Stored data entries:
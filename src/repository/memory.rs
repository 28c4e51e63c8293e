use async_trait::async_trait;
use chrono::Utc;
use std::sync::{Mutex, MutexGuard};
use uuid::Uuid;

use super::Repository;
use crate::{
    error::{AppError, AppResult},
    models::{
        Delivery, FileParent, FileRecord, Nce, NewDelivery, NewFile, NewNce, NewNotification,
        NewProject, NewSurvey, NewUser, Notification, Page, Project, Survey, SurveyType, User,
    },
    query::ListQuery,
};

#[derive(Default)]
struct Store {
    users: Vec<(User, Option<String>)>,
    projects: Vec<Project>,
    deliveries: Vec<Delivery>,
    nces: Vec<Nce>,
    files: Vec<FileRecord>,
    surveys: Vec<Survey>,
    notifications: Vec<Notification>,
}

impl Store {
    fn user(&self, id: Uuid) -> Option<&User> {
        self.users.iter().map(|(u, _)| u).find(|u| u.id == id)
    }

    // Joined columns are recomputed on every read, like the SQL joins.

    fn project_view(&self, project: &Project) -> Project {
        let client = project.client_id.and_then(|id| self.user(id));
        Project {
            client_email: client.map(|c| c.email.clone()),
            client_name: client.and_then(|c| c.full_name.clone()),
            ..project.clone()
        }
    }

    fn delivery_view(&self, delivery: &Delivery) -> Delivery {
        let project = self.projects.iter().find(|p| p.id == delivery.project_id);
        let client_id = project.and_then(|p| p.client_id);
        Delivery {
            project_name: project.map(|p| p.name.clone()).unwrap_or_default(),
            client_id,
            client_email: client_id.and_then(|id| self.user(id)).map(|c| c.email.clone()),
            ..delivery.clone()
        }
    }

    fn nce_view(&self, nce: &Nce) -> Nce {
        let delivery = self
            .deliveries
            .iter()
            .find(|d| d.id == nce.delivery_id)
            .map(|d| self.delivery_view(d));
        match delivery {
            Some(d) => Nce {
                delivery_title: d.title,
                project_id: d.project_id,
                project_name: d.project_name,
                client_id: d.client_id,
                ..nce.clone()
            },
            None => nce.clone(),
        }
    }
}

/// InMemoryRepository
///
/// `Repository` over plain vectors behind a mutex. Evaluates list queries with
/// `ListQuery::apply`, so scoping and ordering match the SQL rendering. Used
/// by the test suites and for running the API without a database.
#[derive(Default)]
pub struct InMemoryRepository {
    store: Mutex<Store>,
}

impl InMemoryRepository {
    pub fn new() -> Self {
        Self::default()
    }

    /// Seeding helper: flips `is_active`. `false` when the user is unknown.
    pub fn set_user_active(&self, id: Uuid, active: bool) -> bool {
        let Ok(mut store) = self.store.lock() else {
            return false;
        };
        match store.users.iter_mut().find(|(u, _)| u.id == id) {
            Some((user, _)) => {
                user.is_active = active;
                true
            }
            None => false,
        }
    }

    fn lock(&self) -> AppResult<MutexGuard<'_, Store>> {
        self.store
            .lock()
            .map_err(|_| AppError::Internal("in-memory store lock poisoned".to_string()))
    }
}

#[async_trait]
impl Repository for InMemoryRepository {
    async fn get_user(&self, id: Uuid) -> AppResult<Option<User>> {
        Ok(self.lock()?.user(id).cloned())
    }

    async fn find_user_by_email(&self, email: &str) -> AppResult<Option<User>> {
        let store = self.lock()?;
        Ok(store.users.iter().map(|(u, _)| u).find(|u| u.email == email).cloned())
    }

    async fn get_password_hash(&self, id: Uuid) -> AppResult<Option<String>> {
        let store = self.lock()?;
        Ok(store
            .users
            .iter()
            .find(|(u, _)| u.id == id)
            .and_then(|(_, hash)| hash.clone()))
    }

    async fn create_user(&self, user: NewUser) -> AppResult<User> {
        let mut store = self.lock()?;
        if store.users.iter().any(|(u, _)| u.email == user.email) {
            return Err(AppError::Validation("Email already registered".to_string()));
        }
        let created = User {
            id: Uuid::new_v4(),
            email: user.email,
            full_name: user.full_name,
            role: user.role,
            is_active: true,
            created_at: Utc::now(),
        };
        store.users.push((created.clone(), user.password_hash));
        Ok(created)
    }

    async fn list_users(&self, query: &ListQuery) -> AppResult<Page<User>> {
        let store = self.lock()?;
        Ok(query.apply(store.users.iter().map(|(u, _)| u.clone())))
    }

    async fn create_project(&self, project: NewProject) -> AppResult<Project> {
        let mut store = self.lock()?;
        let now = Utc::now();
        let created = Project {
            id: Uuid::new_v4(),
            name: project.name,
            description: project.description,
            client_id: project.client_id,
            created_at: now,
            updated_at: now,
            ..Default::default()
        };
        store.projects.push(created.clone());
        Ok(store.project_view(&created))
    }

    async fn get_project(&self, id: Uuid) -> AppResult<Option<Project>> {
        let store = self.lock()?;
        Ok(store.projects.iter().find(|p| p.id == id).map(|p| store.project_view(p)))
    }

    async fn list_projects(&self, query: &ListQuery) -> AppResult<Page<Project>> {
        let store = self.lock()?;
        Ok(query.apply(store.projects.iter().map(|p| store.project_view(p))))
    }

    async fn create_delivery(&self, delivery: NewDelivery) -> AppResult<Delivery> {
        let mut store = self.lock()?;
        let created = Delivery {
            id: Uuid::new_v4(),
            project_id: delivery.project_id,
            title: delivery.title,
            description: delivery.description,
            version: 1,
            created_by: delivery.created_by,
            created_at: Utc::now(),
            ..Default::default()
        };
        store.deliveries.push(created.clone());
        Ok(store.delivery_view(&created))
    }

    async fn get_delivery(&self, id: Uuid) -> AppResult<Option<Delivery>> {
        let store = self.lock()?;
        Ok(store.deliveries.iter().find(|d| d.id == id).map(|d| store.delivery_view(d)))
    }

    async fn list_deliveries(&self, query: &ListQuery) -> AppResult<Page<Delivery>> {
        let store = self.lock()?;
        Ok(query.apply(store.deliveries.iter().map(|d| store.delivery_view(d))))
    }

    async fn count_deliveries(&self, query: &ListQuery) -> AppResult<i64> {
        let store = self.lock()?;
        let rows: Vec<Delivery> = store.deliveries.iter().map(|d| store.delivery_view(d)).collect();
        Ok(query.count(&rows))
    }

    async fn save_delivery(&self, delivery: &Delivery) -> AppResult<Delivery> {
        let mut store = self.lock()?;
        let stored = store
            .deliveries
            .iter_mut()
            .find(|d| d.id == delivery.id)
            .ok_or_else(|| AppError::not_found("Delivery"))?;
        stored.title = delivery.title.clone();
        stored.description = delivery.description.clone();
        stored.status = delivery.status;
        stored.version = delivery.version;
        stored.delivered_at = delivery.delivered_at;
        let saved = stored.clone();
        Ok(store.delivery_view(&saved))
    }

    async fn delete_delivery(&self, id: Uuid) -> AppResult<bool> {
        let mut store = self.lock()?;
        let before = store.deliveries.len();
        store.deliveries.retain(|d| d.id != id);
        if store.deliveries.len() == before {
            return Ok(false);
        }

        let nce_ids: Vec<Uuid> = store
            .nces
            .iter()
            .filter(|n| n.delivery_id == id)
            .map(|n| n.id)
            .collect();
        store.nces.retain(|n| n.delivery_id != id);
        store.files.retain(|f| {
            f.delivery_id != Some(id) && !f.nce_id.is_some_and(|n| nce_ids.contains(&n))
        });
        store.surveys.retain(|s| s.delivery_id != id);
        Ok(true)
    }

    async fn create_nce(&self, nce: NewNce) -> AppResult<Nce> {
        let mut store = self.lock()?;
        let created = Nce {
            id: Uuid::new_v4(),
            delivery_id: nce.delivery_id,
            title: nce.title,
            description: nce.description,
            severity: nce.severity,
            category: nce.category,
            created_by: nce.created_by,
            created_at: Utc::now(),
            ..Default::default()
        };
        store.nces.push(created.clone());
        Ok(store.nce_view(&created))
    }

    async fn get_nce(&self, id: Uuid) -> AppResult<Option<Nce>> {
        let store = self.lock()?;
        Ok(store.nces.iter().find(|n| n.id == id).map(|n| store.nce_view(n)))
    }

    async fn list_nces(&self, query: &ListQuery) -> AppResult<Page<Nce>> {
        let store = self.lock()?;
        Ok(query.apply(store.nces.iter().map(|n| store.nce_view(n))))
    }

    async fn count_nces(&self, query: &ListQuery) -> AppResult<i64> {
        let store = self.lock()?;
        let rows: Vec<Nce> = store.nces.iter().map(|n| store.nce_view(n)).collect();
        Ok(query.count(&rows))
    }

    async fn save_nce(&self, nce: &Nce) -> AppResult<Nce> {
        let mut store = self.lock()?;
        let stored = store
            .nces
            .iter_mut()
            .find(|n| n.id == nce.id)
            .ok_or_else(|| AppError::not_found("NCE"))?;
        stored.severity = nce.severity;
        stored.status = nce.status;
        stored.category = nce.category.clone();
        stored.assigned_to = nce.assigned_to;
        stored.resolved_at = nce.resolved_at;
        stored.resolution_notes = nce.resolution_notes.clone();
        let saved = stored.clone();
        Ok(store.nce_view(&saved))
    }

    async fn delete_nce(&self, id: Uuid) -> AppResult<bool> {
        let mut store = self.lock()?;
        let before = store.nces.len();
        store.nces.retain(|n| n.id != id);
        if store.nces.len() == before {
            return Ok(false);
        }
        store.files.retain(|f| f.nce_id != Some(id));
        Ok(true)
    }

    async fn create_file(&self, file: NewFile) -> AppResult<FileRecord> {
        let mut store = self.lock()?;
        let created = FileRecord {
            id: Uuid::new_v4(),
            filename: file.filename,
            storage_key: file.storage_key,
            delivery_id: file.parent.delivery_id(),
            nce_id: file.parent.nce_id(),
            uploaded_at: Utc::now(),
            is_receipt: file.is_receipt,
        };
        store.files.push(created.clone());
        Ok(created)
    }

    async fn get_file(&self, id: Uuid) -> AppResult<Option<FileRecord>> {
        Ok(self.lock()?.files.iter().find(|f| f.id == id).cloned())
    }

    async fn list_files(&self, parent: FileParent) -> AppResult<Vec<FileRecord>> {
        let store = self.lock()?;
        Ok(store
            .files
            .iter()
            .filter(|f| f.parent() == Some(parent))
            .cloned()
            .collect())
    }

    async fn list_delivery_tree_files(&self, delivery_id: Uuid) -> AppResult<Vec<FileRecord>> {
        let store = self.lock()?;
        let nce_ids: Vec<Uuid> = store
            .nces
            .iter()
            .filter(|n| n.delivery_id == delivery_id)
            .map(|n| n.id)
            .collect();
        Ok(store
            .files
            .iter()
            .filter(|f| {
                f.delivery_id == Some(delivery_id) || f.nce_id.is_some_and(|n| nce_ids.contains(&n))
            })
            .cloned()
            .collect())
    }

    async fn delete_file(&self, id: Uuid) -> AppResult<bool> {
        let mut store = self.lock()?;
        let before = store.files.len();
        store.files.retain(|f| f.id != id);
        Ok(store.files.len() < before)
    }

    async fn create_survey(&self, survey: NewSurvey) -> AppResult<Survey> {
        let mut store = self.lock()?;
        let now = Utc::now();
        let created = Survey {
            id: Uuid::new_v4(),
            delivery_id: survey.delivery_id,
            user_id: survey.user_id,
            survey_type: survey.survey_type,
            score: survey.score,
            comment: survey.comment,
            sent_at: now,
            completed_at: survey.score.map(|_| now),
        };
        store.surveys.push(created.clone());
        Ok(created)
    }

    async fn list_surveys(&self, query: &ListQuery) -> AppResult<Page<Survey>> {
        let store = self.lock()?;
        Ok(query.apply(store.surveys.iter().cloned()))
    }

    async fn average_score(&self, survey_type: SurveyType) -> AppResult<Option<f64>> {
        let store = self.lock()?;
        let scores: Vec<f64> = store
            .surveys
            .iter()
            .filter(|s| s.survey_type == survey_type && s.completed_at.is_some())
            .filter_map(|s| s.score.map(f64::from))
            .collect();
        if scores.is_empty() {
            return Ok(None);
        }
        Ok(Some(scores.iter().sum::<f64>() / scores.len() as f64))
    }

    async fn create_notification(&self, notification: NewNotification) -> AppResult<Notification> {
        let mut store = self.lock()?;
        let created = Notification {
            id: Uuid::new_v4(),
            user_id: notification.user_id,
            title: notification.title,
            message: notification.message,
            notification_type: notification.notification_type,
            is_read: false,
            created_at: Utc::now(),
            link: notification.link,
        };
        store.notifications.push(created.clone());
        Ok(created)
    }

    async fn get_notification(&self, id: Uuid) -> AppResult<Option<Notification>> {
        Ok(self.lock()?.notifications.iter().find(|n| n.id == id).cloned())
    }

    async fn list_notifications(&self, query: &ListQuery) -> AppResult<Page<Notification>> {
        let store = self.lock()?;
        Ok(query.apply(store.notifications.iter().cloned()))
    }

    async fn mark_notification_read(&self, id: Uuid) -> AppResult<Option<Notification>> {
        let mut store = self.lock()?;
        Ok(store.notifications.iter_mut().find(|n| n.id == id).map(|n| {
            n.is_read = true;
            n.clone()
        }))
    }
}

_GOAL OF THE EXERCISE_
If the word "filename" appears in a line above, copy that line.

_EXERCISE RESPONSE_
filename src/repository/memory.rs
            filename: file.filename,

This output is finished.